▸ **What is being asked**: Filter the entries beneath this task, copying only the lines that hold the word "filename".
"""
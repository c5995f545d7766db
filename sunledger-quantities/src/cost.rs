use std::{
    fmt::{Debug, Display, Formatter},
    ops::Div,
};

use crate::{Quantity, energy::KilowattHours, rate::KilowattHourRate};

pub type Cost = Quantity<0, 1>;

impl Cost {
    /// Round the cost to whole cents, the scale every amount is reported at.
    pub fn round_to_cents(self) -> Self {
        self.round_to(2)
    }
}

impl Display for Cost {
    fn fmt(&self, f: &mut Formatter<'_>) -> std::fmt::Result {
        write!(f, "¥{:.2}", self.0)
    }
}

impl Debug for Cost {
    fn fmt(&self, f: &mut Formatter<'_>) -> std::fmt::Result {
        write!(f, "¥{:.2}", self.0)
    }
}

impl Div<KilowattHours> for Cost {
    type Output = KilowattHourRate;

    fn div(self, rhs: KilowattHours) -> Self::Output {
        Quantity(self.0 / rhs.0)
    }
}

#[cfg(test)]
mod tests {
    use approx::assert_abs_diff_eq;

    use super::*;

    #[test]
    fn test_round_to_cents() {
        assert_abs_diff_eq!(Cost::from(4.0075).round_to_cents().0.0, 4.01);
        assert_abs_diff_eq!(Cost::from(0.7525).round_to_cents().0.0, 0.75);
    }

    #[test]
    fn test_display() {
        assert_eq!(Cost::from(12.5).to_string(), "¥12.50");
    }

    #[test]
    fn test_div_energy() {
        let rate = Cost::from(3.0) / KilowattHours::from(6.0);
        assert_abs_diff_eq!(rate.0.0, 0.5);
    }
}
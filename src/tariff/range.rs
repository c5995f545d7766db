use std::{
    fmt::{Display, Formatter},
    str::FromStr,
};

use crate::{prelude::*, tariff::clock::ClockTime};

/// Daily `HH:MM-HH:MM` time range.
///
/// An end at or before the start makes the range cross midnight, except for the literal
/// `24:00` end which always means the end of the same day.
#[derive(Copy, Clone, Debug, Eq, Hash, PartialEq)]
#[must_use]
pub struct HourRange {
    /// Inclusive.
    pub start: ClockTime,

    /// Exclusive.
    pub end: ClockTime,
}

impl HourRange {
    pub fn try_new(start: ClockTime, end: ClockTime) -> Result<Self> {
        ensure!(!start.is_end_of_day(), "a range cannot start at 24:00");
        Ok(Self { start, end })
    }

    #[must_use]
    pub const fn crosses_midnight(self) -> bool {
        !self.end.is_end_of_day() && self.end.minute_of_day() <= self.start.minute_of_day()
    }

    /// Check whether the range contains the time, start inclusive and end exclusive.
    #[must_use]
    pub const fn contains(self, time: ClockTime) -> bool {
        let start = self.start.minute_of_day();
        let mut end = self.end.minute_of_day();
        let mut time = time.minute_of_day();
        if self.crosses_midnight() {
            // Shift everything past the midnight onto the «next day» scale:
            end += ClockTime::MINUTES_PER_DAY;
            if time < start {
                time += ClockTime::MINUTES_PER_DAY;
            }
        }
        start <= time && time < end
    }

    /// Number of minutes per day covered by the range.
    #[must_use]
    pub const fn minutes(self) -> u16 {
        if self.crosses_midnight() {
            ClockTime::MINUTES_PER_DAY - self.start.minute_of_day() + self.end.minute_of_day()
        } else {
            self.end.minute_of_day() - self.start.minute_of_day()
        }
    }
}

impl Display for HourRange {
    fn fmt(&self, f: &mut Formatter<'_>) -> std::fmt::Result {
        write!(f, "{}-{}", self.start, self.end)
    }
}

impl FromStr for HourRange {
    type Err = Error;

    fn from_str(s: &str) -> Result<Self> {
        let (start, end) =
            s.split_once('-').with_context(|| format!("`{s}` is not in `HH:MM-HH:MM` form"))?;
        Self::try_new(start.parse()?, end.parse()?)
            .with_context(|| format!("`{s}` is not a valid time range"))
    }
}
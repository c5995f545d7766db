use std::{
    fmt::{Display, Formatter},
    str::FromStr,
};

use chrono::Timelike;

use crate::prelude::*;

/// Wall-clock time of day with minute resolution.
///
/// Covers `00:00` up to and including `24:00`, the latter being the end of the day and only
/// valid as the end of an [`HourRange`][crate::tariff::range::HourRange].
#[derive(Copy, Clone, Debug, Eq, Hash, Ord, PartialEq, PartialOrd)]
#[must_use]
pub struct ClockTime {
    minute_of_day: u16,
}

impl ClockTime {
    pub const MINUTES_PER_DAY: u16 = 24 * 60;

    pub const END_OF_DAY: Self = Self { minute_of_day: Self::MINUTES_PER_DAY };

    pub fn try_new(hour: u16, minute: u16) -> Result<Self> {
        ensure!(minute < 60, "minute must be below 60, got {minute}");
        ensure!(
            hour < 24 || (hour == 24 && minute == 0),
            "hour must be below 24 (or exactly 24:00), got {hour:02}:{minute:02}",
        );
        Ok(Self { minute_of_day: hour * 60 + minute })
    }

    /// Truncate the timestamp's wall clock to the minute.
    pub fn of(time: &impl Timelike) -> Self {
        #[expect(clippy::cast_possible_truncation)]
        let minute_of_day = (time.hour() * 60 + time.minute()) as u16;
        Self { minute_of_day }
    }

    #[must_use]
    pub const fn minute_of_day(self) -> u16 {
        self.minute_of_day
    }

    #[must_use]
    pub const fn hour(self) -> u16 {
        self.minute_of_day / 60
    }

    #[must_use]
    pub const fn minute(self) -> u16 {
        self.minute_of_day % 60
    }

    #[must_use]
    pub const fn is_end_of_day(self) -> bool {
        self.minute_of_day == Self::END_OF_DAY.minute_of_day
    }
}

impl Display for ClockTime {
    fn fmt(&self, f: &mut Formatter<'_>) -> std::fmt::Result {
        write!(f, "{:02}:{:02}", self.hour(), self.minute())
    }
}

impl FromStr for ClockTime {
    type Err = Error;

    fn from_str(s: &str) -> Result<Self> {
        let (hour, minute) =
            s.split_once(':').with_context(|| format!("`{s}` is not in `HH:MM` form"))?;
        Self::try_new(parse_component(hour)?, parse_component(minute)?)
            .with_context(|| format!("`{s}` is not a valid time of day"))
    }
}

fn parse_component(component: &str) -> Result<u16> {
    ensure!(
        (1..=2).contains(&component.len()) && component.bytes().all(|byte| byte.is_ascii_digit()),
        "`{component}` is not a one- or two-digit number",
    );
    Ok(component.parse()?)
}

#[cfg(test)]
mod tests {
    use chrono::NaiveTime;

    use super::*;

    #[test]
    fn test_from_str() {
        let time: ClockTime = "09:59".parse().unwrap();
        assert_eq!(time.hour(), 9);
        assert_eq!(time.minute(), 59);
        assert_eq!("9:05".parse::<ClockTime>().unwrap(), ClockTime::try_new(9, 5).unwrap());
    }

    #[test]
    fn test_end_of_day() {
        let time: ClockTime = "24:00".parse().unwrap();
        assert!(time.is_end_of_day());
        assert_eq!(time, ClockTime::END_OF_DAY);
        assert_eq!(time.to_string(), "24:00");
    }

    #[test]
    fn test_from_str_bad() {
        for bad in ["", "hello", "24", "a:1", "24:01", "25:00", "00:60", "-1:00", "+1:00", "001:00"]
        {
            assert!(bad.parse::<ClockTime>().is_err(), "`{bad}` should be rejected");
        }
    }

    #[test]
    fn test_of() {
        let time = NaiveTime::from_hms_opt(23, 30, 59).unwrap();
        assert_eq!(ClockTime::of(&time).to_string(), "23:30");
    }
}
"""
▸ **Task response**:
filename sunledger-quantities/src/cost.rs
filename src/tariff/range.rs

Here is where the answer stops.